What you have to do: Where in the listing does the word "SystemConfig" appear? Report each line that holds it.

Records to use:
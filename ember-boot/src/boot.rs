// SPDX-License-Identifier: MIT
// Copyright (c) 2026 ADNT Sarl <info@adnt.io>

//! Boot orchestration: config bring-up, upgrade flow, boot-counter policy
//! and the hand-off into the application.

use ember_common::boot::{
    apply_boot_counter, choose_boot_bank, upgrade_requested, BootChoice, CounterOutcome,
};
use ember_common::config::{self, SystemConfig, UpgradeStatus};
use ember_common::flash::FlashError;
use ember_common::layout::Bank;
use ember_common::upgrade::{finalize_upgrade, UpgradeError};
use ember_common::verify::{stack_pointer_in_ram, verify_bank};
use ember_common::ymodem::SessionStatus;

use crate::flash::FpecFlash;
use crate::indicator::{codes, Indicator, BUSY_BLINK_MS, WAITING_BLINK_MS};
use crate::peripherals::TxPort;
use crate::serial::{self, Downloader};

/// All bootloader state. The flash driver and TX port are `None` only while
/// a download session has them checked out to interrupt context.
pub struct Bootloader {
    flash: Option<FpecFlash>,
    tx: Option<TxPort>,
    indicator: Indicator,
    key_pressed: bool,
}

impl Bootloader {
    pub fn new(flash: FpecFlash, tx: TxPort, indicator: Indicator, key_pressed: bool) -> Self {
        Self {
            flash: Some(flash),
            tx: Some(tx),
            indicator,
            key_pressed,
        }
    }

    /// Startup sequence. Ends in a hand-off, a reset or the wait loop.
    pub fn run(mut self) -> ! {
        let mut cfg = self.load_config();

        // A held key or an interrupted download routes straight into the
        // upgrade flow, before any boot attempt.
        if upgrade_requested(self.key_pressed, &cfg) {
            if let Ok(bank) = self.upgrade(&mut cfg) {
                self.hand_off(bank);
            }
            self.indicator.status_code(codes::UNKNOWN_ERROR);
            reset();
        }

        // Verify both banks once; the policy steps below reuse the results.
        let a_ok = verify_bank(self.flash_ref(), &cfg, Bank::A);
        let b_ok = verify_bank(self.flash_ref(), &cfg, Bank::B);
        defmt::println!(
            "banks: A={} B={} active={} attempts={}",
            a_ok,
            b_ok,
            cfg.active_bank,
            cfg.boot_count
        );

        let (active_ok, other_ok) = ordered(&cfg, a_ok, b_ok);
        match apply_boot_counter(&mut cfg, active_ok, other_ok) {
            CounterOutcome::NoBootableImage => self.wait_for_upgrade(cfg),
            CounterOutcome::Continue { rolled_back } => {
                if self.save(&mut cfg).is_err() {
                    self.fatal();
                }
                if rolled_back {
                    defmt::println!("boot retries exhausted, switching banks");
                    self.indicator.status_code(codes::BANK_SWITCHED);
                }
            }
        }

        let (active_ok, other_ok) = ordered(&cfg, a_ok, b_ok);
        match choose_boot_bank(&cfg, active_ok, other_ok) {
            Some(BootChoice::Active) => {
                self.hand_off(cfg.active_bank());
            }
            Some(BootChoice::Fallback(bank)) => {
                cfg.set_active_bank(bank);
                cfg.boot_count = 0;
                if self.save(&mut cfg).is_err() {
                    self.fatal();
                }
                self.indicator.status_code(codes::BANK_SWITCHED);
                self.hand_off(bank);
            }
            None => self.wait_for_upgrade(cfg),
        }

        // A bank that verified moments ago refused the jump.
        self.indicator.status_code(codes::UNKNOWN_ERROR);
        reset();
    }

    fn load_config(&mut self) -> SystemConfig {
        match config::read_config(self.flash_ref()) {
            Ok(cfg) => cfg,
            Err(_) => {
                defmt::println!("config absent or corrupt, writing defaults");
                self.indicator.status_code(codes::CONFIG_DEFAULTED);
                match config::init_default(self.flash_mut()) {
                    Ok(cfg) => cfg,
                    Err(_) => self.fatal(),
                }
            }
        }
    }

    /// Full upgrade flow: persist DOWNLOADING, receive into the inactive
    /// bank, then verify and commit. On success the new bank is active and
    /// ready for hand-off; on failure FAILED is persisted and the previous
    /// active bank is untouched.
    fn upgrade(&mut self, cfg: &mut SystemConfig) -> Result<Bank, ()> {
        let target = cfg.active_bank().other();
        defmt::println!("upgrade: receiving into bank {}", target.index());

        cfg.set_status(UpgradeStatus::Downloading);
        if self.save(cfg).is_err() {
            return Err(());
        }

        self.indicator.fast_blink(6, BUSY_BLINK_MS);
        self.arm_session(target);
        let session = self.await_session(BUSY_BLINK_MS);
        self.reclaim_session();

        if session.is_err() {
            defmt::println!("upgrade: flash failure during download");
            cfg.set_status(UpgradeStatus::Failed);
            let _ = self.save(cfg);
            self.indicator.status_code(codes::UNKNOWN_ERROR);
            return Err(());
        }

        match finalize_upgrade(self.flash_mut(), cfg, target) {
            Ok(info) => {
                defmt::println!(
                    "upgrade: installed {}.{}.{} ({} bytes)",
                    info.version_major,
                    info.version_minor,
                    info.version_patch,
                    info.firmware_size
                );
                self.indicator.fast_blink(10, BUSY_BLINK_MS);
                Ok(target)
            }
            Err(e) => {
                self.indicate_upgrade_error(e);
                Err(())
            }
        }
    }

    /// Terminal state with no runnable bank: keep the receiver armed so a
    /// host can still push an image, blink the waiting pattern, and finalize
    /// in place when a transfer lands.
    fn wait_for_upgrade(mut self, mut cfg: SystemConfig) -> ! {
        defmt::println!("no bootable image, waiting for upgrade");
        self.indicator.status_code(codes::NO_VALID_FIRMWARE);

        loop {
            let target = cfg.active_bank().other();
            self.arm_session(target);
            let session = self.await_session(WAITING_BLINK_MS);
            self.reclaim_session();

            match session {
                Ok(()) => match finalize_upgrade(self.flash_mut(), &mut cfg, target) {
                    Ok(_) => {
                        self.indicator.fast_blink(10, BUSY_BLINK_MS);
                        self.hand_off(target);
                        // Jump refused; fall through and keep waiting.
                        self.indicator.status_code(codes::UNKNOWN_ERROR);
                    }
                    Err(e) => self.indicate_upgrade_error(e),
                },
                Err(()) => self.indicator.status_code(codes::UNKNOWN_ERROR),
            }
        }
    }

    fn indicate_upgrade_error(&mut self, e: UpgradeError) {
        match e {
            UpgradeError::Header(_) => {
                defmt::println!("upgrade: image header rejected");
                self.indicator.status_code(codes::NO_VALID_FIRMWARE);
            }
            UpgradeError::CrcMismatch { expected, actual } => {
                defmt::println!(
                    "upgrade: payload crc {=u32:x}, header promised {=u32:x}",
                    actual,
                    expected
                );
                self.indicator.status_code(codes::CRC_FAILED);
            }
            UpgradeError::Flash(_) => {
                self.indicator.status_code(codes::UNKNOWN_ERROR);
            }
        }
    }

    /// Move the flash driver and TX port into interrupt context and open
    /// the session with the first `C` kickoff.
    fn arm_session(&mut self, target: Bank) {
        let flash = self.flash.take().expect("flash driver already armed");
        let tx = self.tx.take().expect("tx port already armed");
        serial::arm(Downloader::new(target.addr(), flash, tx));
        serial::kick();
    }

    /// Poll for session completion, blinking at the given rate. Each idle
    /// cycle re-emits the kickoff until the sender shows up.
    fn await_session(&mut self, half_period_ms: u32) -> Result<(), ()> {
        loop {
            self.indicator.pulse(half_period_ms);
            serial::kick();
            match serial::status() {
                Some(SessionStatus::Complete) => return Ok(()),
                Some(SessionStatus::Failed) => return Err(()),
                _ => {}
            }
        }
    }

    fn reclaim_session(&mut self) {
        let downloader = serial::disarm();
        self.flash = Some(downloader.flash);
        self.tx = Some(downloader.tx);
    }

    fn save(&mut self, cfg: &mut SystemConfig) -> Result<(), FlashError> {
        config::save_config(self.flash_mut(), cfg)
    }

    fn flash_ref(&self) -> &FpecFlash {
        self.flash.as_ref().expect("flash driver checked out")
    }

    fn flash_mut(&mut self) -> &mut FpecFlash {
        self.flash.as_mut().expect("flash driver checked out")
    }

    /// Transfer control to the application in `bank`. Returns only if the
    /// image's initial stack pointer is not in RAM.
    fn hand_off(&mut self, bank: Bank) {
        let payload = bank.payload_addr();
        let sp = unsafe { (payload as *const u32).read_volatile() };
        if !stack_pointer_in_ram(sp) {
            defmt::println!("refusing jump: sp {=u32:x} outside RAM", sp);
            return;
        }
        let reset_vector = unsafe { ((payload + 4) as *const u32).read_volatile() };

        defmt::println!(
            "handing off to bank {}: sp={=u32:x} pc={=u32:x}",
            bank.index(),
            sp,
            reset_vector
        );
        self.indicator.off();
        self.indicator.delay_ms(10);

        unsafe { start_app(payload, sp, reset_vector) }
    }

    fn fatal(&mut self) -> ! {
        defmt::println!("config area unusable");
        loop {
            self.indicator.fast_blink(1, BUSY_BLINK_MS);
        }
    }
}

fn ordered(cfg: &SystemConfig, a_ok: bool, b_ok: bool) -> (bool, bool) {
    match cfg.active_bank() {
        Bank::A => (a_ok, b_ok),
        Bank::B => (b_ok, a_ok),
    }
}

fn reset() -> ! {
    cortex_m::peripheral::SCB::sys_reset()
}

/// The irrevocable jump. The caller has checked `sp`; everything the
/// bootloader armed is torn down so the application starts from a quiet
/// machine with its own vector table.
unsafe fn start_app(vector_base: u32, sp: u32, reset_vector: u32) -> ! {
    cortex_m::interrupt::disable();

    // SysTick off
    const SYST_CSR: *mut u32 = 0xE000_E010 as *mut u32;
    const SYST_RVR: *mut u32 = 0xE000_E014 as *mut u32;
    const SYST_CVR: *mut u32 = 0xE000_E018 as *mut u32;
    SYST_CSR.write_volatile(0);
    SYST_RVR.write_volatile(0);
    SYST_CVR.write_volatile(0);

    // Disable and clear every NVIC line
    const NVIC_ICER: *mut u32 = 0xE000_E180 as *mut u32;
    const NVIC_ICPR: *mut u32 = 0xE000_E280 as *mut u32;
    for i in 0..8 {
        NVIC_ICER.add(i).write_volatile(0xFFFF_FFFF);
        NVIC_ICPR.add(i).write_volatile(0xFFFF_FFFF);
    }

    // The application's vector table sits right after the image header.
    const SCB_VTOR: *mut u32 = 0xE000_ED08 as *mut u32;
    SCB_VTOR.write_volatile(vector_base);

    cortex_m::asm::dsb();
    cortex_m::asm::isb();

    core::arch::asm!(
        "msr msp, {sp}",
        "cpsie i",
        "bx {reset}",
        sp = in(reg) sp,
        reset = in(reg) reset_vector,
        options(noreturn)
    );
}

Answer box:
use ember_common::config::{self, SystemConfig, UpgradeStatus};
    fn load_config(&mut self) -> SystemConfig {
    fn upgrade(&mut self, cfg: &mut SystemConfig) -> Result<Bank, ()> {
    fn wait_for_upgrade(mut self, mut cfg: SystemConfig) -> ! {
    fn save(&mut self, cfg: &mut SystemConfig) -> Result<(), FlashError> {
fn ordered(cfg: &SystemConfig, a_ok: bool, b_ok: bool) -> (bool, bool) {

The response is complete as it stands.